Problem statement: The lines needed are those from the start of the records through the line holding "Ids coming off", each copied exactly.

Items from a dataset
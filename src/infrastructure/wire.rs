//! JSON shapes exchanged with the remote store and their mapping to domain records.
//!
//! Ids coming off the wire are always remote. Documents carry `_id` and the
//! serializer may add a duplicate `id`; either one is accepted.

use crate::domain::models::{Id, Session, Settings, Task, TaskPatch, TimerState};
use crate::infrastructure::error::InfraError;
use chrono::{DateTime, Utc};
use serde::{Deserialize, Serialize};

#[derive(Debug, Clone, Serialize, Deserialize, PartialEq, Eq)]
#[serde(rename_all = "camelCase")]
pub struct TaskRecord {
    #[serde(rename = "_id", default, skip_serializing_if = "Option::is_none")]
    pub mongo_id: Option<String>,
    #[serde(rename = "id", default, skip_serializing_if = "Option::is_none")]
    pub plain_id: Option<String>,
    #[serde(default, skip_serializing_if = "Option::is_none")]
    pub user_id: Option<String>,
    pub title: String,
    #[serde(default)]
    pub description: String,
    #[serde(default)]
    pub completed: bool,
    #[serde(default)]
    pub pomodoros: u32,
    #[serde(default, skip_serializing_if = "Option::is_none")]
    pub created_at: Option<DateTime<Utc>>,
}

#[derive(Debug, Clone, Serialize, Deserialize, PartialEq, Eq)]
#[serde(rename_all = "camelCase")]
pub struct SessionRecord {
    #[serde(rename = "_id", default, skip_serializing_if = "Option::is_none")]
    pub mongo_id: Option<String>,
    #[serde(rename = "id", default, skip_serializing_if = "Option::is_none")]
    pub plain_id: Option<String>,
    #[serde(default, skip_serializing_if = "Option::is_none")]
    pub user_id: Option<String>,
    pub task_id: String,
    #[serde(default)]
    pub task_title: String,
    pub duration: u32,
    #[serde(default, skip_serializing_if = "Option::is_none")]
    pub completed_at: Option<DateTime<Utc>>,
}

#[derive(Debug, Clone, Serialize, Deserialize, PartialEq, Eq)]
#[serde(rename_all = "camelCase")]
pub struct TimerStateRecord {
    pub time_left: u32,
    #[serde(default)]
    pub is_break: bool,
    #[serde(default)]
    pub is_long_break: bool,
    #[serde(default)]
    pub session_count: u32,
    #[serde(default, skip_serializing_if = "Option::is_none")]
    pub updated_at: Option<DateTime<Utc>>,
}

#[derive(Debug, Clone, Serialize, Deserialize, PartialEq, Eq)]
#[serde(rename_all = "camelCase")]
pub struct SettingsRecord {
    #[serde(default = "default_work_duration")]
    pub work_duration: u32,
    #[serde(default = "default_break_duration")]
    pub break_duration: u32,
    #[serde(default = "default_long_break_duration")]
    pub long_break_duration: u32,
    #[serde(default = "default_sessions_before_long_break")]
    pub sessions_before_long_break: u32,
    #[serde(default)]
    pub auto_start_breaks: bool,
    #[serde(default)]
    pub auto_start_pomodoros: bool,
}

#[derive(Debug, Serialize)]
pub struct CreateTaskRequest<'a> {
    pub title: &'a str,
    pub description: &'a str,
}

#[derive(Debug, Serialize)]
#[serde(rename_all = "camelCase")]
pub struct CreateSessionRequest<'a> {
    pub task_id: &'a str,
    pub task_title: &'a str,
    pub duration: u32,
}

#[derive(Debug, Serialize)]
pub struct UpdateTaskRequest<'a> {
    #[serde(skip_serializing_if = "Option::is_none")]
    pub title: Option<&'a str>,
    #[serde(skip_serializing_if = "Option::is_none")]
    pub description: Option<&'a str>,
    #[serde(skip_serializing_if = "Option::is_none")]
    pub completed: Option<bool>,
    #[serde(skip_serializing_if = "Option::is_none")]
    pub pomodoros: Option<u32>,
}

impl<'a> From<&'a TaskPatch> for UpdateTaskRequest<'a> {
    fn from(patch: &'a TaskPatch) -> Self {
        Self {
            title: patch.title.as_deref(),
            description: patch.description.as_deref(),
            completed: patch.completed,
            pomodoros: patch.pomodoros,
        }
    }
}

fn default_work_duration() -> u32 {
    Settings::default().work_duration
}

fn default_break_duration() -> u32 {
    Settings::default().break_duration
}

fn default_long_break_duration() -> u32 {
    Settings::default().long_break_duration
}

fn default_sessions_before_long_break() -> u32 {
    Settings::default().sessions_before_long_break
}

fn record_id(mongo_id: Option<&str>, plain_id: Option<&str>, kind: &str) -> Result<Id, InfraError> {
    mongo_id
        .or(plain_id)
        .map(str::trim)
        .filter(|value| !value.is_empty())
        .map(Id::remote)
        .ok_or_else(|| InfraError::InvalidResponse(format!("{kind} record did not include _id")))
}

pub fn decode_task(record: TaskRecord, user_id: &str) -> Result<Task, InfraError> {
    let id = record_id(record.mongo_id.as_deref(), record.plain_id.as_deref(), "task")?;
    Ok(Task {
        id,
        user_id: record
            .user_id
            .filter(|value| !value.trim().is_empty())
            .unwrap_or_else(|| user_id.to_string()),
        title: record.title,
        description: record.description,
        completed: record.completed,
        pomodoros: record.pomodoros,
        created_at: record.created_at.unwrap_or_else(Utc::now),
    })
}

pub fn decode_session(record: SessionRecord, user_id: &str) -> Result<Session, InfraError> {
    let id = record_id(record.mongo_id.as_deref(), record.plain_id.as_deref(), "session")?;
    let task_id = record.task_id.trim();
    if task_id.is_empty() {
        return Err(InfraError::InvalidResponse(format!(
            "session {id} did not include taskId"
        )));
    }
    Ok(Session {
        id,
        user_id: record
            .user_id
            .filter(|value| !value.trim().is_empty())
            .unwrap_or_else(|| user_id.to_string()),
        task_id: Id::remote(task_id),
        task_title: record.task_title,
        duration: record.duration,
        completed_at: record.completed_at.unwrap_or_else(Utc::now),
    })
}

pub fn decode_timer_state(record: TimerStateRecord) -> TimerState {
    TimerState {
        time_left: record.time_left,
        is_break: record.is_break,
        is_long_break: record.is_long_break,
        session_count: record.session_count,
        updated_at: record.updated_at.unwrap_or_else(Utc::now),
    }
}

pub fn encode_timer_state(state: &TimerState) -> TimerStateRecord {
    TimerStateRecord {
        time_left: state.time_left,
        is_break: state.is_break,
        is_long_break: state.is_long_break,
        session_count: state.session_count,
        updated_at: Some(state.updated_at),
    }
}

pub fn decode_settings(record: SettingsRecord) -> Settings {
    Settings {
        work_duration: record.work_duration,
        break_duration: record.break_duration,
        long_break_duration: record.long_break_duration,
        sessions_before_long_break: record.sessions_before_long_break,
        auto_start_breaks: record.auto_start_breaks,
        auto_start_pomodoros: record.auto_start_pomodoros,
    }
}

pub fn encode_settings(settings: &Settings) -> SettingsRecord {
    SettingsRecord {
        work_duration: settings.work_duration,
        break_duration: settings.break_duration,
        long_break_duration: settings.long_break_duration,
        sessions_before_long_break: settings.sessions_before_long_break,
        auto_start_breaks: settings.auto_start_breaks,
        auto_start_pomodoros: settings.auto_start_pomodoros,
    }
}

Problem solution:
filename src/infrastructure/wire.rs
//! JSON shapes exchanged with the remote store and their mapping to domain records.
//!
//! Ids coming off the wire are always remote. Documents carry `_id` and the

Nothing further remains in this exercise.